Abstract Witte The project continues previous work of the PI on three related topics: superrigidity, tessellations of homogeneous spaces, and actions on the circle. 1) The Margulis Superrigidity Theorem applies to lattices only in semisimple groups, but the PI has extended this result to lattices in many other Lie groups. 2) The PI intends to continue investigating the structure of compact manifolds of the form D\G/H, where G is a simply connected Lie group and H and D are closed subgroups, such that D acts properly on G/H. One goal is to add to our understanding of which homogeneous spaes G/H admit such a tessellation D\G/H. 3) The PI proved that SL(3,Z) (and other arithmetic groups of higher Q-rank) has no interesting continuous actions on the circle or the real line. Attempts to extend this result to arithmetic groups whose Q-rank is 0 or 1 lead to interesting algebraic questions about arithmetic groups of higher R-rank: are they right orderable? are normal subgroups the only conjugation-invariant subsets that are closed under multiplication? Many important materials are crystals. The atomic structure of such a material is very symmetric, and a first step toward understanding it is to study the group formed by all the symmetries of the structure. This project investigates the symmetry groups that arise from crystals in mathematical spaces other than the 3-dimensional universe we live in. Basic problems are to understand which spaces do contain crystals, and when it can happen that crystals in two different spaces have the same group of symmetries.

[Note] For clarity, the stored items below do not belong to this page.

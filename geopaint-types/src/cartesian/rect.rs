use crate::cartesian::point::CartesianPoint2d;
use nalgebra::{Point2, Scalar, Vector2};
use num_traits::{FromPrimitive, Num};
use serde::{Deserialize, Serialize};

/// Axis aligned rectangle.
#[derive(Debug, Copy, Clone, PartialEq, Serialize, Deserialize)]
pub struct Rect<N = f64> {
    /// Minimum x coordinate.
    pub x_min: N,
    /// Minimum y coordinate.
    pub y_min: N,
    /// Maximum x coordinate.
    pub x_max: N,
    /// Maximum y coordinate.
    pub y_max: N,
}

impl<N: Num + Copy + PartialOrd + Scalar + FromPrimitive> Rect<N> {
    /// Creates a new rectangle. The caller is responsible for `min <= max` ordering.
    pub fn new(x_min: N, y_min: N, x_max: N, y_max: N) -> Self {
        Self {
            x_min,
            y_min,
            x_max,
            y_max,
        }
    }

    /// Minimum x coordinate.
    pub fn x_min(&self) -> N {
        self.x_min
    }

    /// Maximum x coordinate.
    pub fn x_max(&self) -> N {
        self.x_max
    }

    /// Minimum y coordinate.
    pub fn y_min(&self) -> N {
        self.y_min
    }

    /// Maximum y coordinate.
    pub fn y_max(&self) -> N {
        self.y_max
    }

    /// Width of the rectangle.
    pub fn width(&self) -> N {
        self.x_max - self.x_min
    }

    /// Height of the rectangle.
    pub fn height(&self) -> N {
        self.y_max - self.y_min
    }

    /// Returns false if the rectangle has negative width or height, or some of its coordinates are `NaN`.
    pub fn is_valid(&self) -> bool {
        self.x_min <= self.x_max && self.y_min <= self.y_max
    }

    /// Rectangle grown by `amount` in every direction. Negative amount shrinks it.
    pub fn expand(&self, amount: N) -> Self {
        Self {
            x_min: self.x_min - amount,
            x_max: self.x_max + amount,
            y_min: self.y_min - amount,
            y_max: self.y_max + amount,
        }
    }

    /// Smallest rectangle containing both `self` and `other`.
    pub fn merge(&self, other: Self) -> Self {
        Self {
            x_min: if self.x_min < other.x_min {
                self.x_min
            } else {
                other.x_min
            },
            y_min: if self.y_min < other.y_min {
                self.y_min
            } else {
                other.y_min
            },
            x_max: if self.x_max > other.x_max {
                self.x_max
            } else {
                other.x_max
            },
            y_max: if self.y_max > other.y_max {
                self.y_max
            } else {
                other.y_max
            },
        }
    }

    /// Intersection of the rectangles. The result is not valid if they don't intersect.
    pub fn limit(&self, other: Self) -> Self {
        Self {
            x_min: if self.x_min > other.x_min {
                self.x_min
            } else {
                other.x_min
            },
            y_min: if self.y_min > other.y_min {
                self.y_min
            } else {
                other.y_min
            },
            x_max: if self.x_max < other.x_max {
                self.x_max
            } else {
                other.x_max
            },
            y_max: if self.y_max < other.y_max {
                self.y_max
            } else {
                other.y_max
            },
        }
    }

    /// Rectangle of zero size at the given point.
    pub fn from_point(p: &impl CartesianPoint2d<Num = N>) -> Self {
        Self {
            x_min: p.x(),
            x_max: p.x(),
            y_min: p.y(),
            y_max: p.y(),
        }
    }

    /// Bounding rectangle of the points. Returns `None` for an empty iterator.
    pub fn from_points<'a, P: CartesianPoint2d<Num = N> + 'a>(
        mut points: impl Iterator<Item = &'a P>,
    ) -> Option<Self> {
        let first = points.next()?;
        let mut rect = Self::from_point(first);
        for p in points {
            rect.extend_to(p);
        }

        Some(rect)
    }

    /// Grows the rectangle to include the given point.
    pub fn extend_to(&mut self, p: &impl CartesianPoint2d<Num = N>) {
        if self.x_min > p.x() {
            self.x_min = p.x();
        }
        if self.y_min > p.y() {
            self.y_min = p.y();
        }
        if self.x_max < p.x() {
            self.x_max = p.x();
        }
        if self.y_max < p.y() {
            self.y_max = p.y();
        }
    }

    /// Returns true if the point is inside the rectangle or on its border.
    pub fn contains(&self, point: &impl CartesianPoint2d<Num = N>) -> bool {
        self.x_min <= point.x()
            && self.x_max >= point.x()
            && self.y_min <= point.y()
            && self.y_max >= point.y()
    }

    /// Returns true if the `other` rectangle lies fully inside this one.
    pub fn contains_rect(&self, other: &Self) -> bool {
        self.x_min <= other.x_min
            && self.x_max >= other.x_max
            && self.y_min <= other.y_min
            && self.y_max >= other.y_max
    }

    /// Returns true if the rectangles have at least one common point.
    pub fn intersects(&self, other: &Self) -> bool {
        self.x_min <= other.x_max
            && self.x_max >= other.x_min
            && self.y_min <= other.y_max
            && self.y_max >= other.y_min
    }

    /// Rectangle moved by the given vector.
    pub fn translate(&self, delta: Vector2<N>) -> Self {
        Self {
            x_min: self.x_min + delta.x,
            x_max: self.x_max + delta.x,
            y_min: self.y_min + delta.y,
            y_max: self.y_max + delta.y,
        }
    }

    /// Minkowski sum of the rectangles: every point of `self` extended by the offsets of `other`.
    ///
    /// This is how a fixed-size footprint (e.g. an icon given relative to its anchor) is added around an extent.
    pub fn outset_by(&self, other: &Self) -> Self {
        Self {
            x_min: self.x_min + other.x_min,
            x_max: self.x_max + other.x_max,
            y_min: self.y_min + other.y_min,
            y_max: self.y_max + other.y_max,
        }
    }

    /// Rectangle with the same center scaled by the `factor`.
    pub fn magnify(&self, factor: N) -> Self {
        let two = Self::two();
        let cx = (self.x_min + self.x_max) / two;
        let cy = (self.y_min + self.y_max) / two;
        let half_width = self.width() / two * factor;
        let half_height = self.height() / two * factor;
        Self {
            x_min: cx - half_width,
            x_max: cx + half_width,
            y_min: cy - half_height,
            y_max: cy + half_height,
        }
    }

    /// Center point of the rectangle.
    pub fn center(&self) -> Point2<N> {
        let two = Self::two();
        Point2::new(
            (self.x_min + self.x_max) / two,
            (self.y_min + self.y_max) / two,
        )
    }

    /// Minimum corner of the rectangle.
    pub fn min(&self) -> Point2<N> {
        Point2::new(self.x_min, self.y_min)
    }

    /// Corners of the rectangle in counterclockwise order starting from the minimum one.
    pub fn into_quadrangle(self) -> [Point2<N>; 4] {
        [
            Point2::new(self.x_min, self.y_min),
            Point2::new(self.x_max, self.y_min),
            Point2::new(self.x_max, self.y_max),
            Point2::new(self.x_min, self.y_max),
        ]
    }

    /// Smallest rectangle containing all the given ones. Returns `None` for an empty iterator.
    pub fn merge_all(rects: impl IntoIterator<Item = Self>) -> Option<Self> {
        let mut iter = rects.into_iter();
        let first = iter.next()?;
        Some(iter.fold(first, |acc, rect| acc.merge(rect)))
    }

    fn two() -> N {
        N::one() + N::one()
    }
}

摘要 Witte 该项目延续了 PI 之前在三个相关主题上的工作：超刚性、均匀空间的镶嵌以及圆上的作用。 1) Margulis 超刚性定理仅适用于半单群中的格，但 PI 已将此结果扩展到许多其他李群中的格。 2) PI打算继续研究D\G/H形式的紧流形结构，其中G是单连通李群，H和D是闭子群，使得D可以正确作用于G/H。一个目标是加深我们对哪些齐次空间 G/H 允许这样的镶嵌 D\G/H 的理解。 3) PI 证明 SL(3,Z)（以及其他更高 Q 秩的算术群）在圆或实线上没有有趣的连续动作。尝试将此结果扩展到 Q 秩为 0 或 1 的算术群会导致有关更高 R 秩算术群的有趣代数问题：它们是否可正确排序？正态子群是唯一在乘法下闭合的共轭不变子集吗？许多重要的材料都是晶体。这种材料的原子结构非常对称，理解它的第一步是研究由结构的所有对称性形成的群。该项目研究了我们生活的 3 维宇宙以外的数学空间中的晶体产生的对称群。基本问题是了解哪些空间确实包含晶体，以及两个不同空间中的晶体何时可能具有相同的对称群。